Items from a data source:
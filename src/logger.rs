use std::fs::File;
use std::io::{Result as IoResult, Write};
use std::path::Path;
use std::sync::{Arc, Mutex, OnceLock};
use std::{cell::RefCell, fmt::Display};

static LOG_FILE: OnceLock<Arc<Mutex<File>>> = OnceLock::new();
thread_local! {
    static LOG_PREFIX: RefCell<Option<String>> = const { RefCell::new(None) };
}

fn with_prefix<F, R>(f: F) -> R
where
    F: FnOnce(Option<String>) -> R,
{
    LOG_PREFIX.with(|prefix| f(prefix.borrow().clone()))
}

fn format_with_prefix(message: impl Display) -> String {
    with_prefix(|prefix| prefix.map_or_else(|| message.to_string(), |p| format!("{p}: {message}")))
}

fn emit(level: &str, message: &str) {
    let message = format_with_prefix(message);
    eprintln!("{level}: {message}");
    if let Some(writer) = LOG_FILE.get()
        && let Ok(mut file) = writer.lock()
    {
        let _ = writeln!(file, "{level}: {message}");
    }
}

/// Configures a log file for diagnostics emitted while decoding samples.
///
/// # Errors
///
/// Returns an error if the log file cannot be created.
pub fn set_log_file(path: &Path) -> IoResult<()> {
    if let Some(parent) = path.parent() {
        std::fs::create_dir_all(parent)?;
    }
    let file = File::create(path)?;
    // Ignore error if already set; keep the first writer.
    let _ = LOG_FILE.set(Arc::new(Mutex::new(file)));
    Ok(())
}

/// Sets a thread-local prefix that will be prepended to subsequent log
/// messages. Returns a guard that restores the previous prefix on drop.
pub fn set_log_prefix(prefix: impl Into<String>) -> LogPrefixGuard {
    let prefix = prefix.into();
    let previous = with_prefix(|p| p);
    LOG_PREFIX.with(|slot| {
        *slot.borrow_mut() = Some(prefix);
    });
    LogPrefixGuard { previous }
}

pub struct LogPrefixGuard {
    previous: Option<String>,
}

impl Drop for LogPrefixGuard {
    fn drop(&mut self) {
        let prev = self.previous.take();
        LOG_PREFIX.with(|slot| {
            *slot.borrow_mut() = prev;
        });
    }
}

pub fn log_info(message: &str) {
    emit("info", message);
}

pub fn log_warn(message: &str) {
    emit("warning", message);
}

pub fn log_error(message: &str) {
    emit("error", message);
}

* * *

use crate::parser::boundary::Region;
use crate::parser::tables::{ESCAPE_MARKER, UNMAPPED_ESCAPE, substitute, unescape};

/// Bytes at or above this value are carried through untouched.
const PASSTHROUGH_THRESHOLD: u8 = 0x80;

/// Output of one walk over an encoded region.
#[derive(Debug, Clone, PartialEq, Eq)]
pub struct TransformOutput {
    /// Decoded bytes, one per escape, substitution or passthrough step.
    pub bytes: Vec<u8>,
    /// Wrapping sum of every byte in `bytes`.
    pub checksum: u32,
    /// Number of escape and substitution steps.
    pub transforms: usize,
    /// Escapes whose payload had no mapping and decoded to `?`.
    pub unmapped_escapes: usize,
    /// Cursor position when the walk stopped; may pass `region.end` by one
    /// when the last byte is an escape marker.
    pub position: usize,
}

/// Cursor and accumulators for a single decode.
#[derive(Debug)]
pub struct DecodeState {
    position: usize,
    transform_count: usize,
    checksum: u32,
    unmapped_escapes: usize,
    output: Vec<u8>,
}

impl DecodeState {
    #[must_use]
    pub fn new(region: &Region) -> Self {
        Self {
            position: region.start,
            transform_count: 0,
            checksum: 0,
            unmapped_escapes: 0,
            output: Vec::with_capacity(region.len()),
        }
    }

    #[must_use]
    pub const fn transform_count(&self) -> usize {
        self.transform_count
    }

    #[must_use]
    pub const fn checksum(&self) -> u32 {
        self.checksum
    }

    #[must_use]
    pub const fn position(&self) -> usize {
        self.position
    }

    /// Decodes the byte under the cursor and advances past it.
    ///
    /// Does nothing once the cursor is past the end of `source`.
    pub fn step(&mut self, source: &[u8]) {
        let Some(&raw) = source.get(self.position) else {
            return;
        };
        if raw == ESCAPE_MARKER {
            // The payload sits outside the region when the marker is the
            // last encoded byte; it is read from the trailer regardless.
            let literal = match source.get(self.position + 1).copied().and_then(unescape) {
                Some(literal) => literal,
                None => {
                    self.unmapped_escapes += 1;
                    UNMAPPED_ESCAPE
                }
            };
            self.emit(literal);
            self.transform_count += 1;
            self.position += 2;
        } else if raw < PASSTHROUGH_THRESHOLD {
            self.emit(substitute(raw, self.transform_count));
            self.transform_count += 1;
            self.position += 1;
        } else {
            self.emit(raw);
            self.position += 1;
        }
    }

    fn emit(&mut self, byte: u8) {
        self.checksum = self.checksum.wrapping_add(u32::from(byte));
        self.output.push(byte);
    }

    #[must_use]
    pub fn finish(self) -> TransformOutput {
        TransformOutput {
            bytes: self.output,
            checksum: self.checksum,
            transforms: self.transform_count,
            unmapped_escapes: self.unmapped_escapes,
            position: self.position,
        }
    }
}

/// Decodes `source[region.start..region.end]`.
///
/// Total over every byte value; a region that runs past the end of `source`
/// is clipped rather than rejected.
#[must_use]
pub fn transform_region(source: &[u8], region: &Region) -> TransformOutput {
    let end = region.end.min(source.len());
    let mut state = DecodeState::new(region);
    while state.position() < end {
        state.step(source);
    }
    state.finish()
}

YOUR OBJECTIVE: Where a line above contains the word "Returns", show that line.

RESPONSE:
/// Returns an error if the log file cannot be created.
/// messages. Returns a guard that restores the previous prefix on drop.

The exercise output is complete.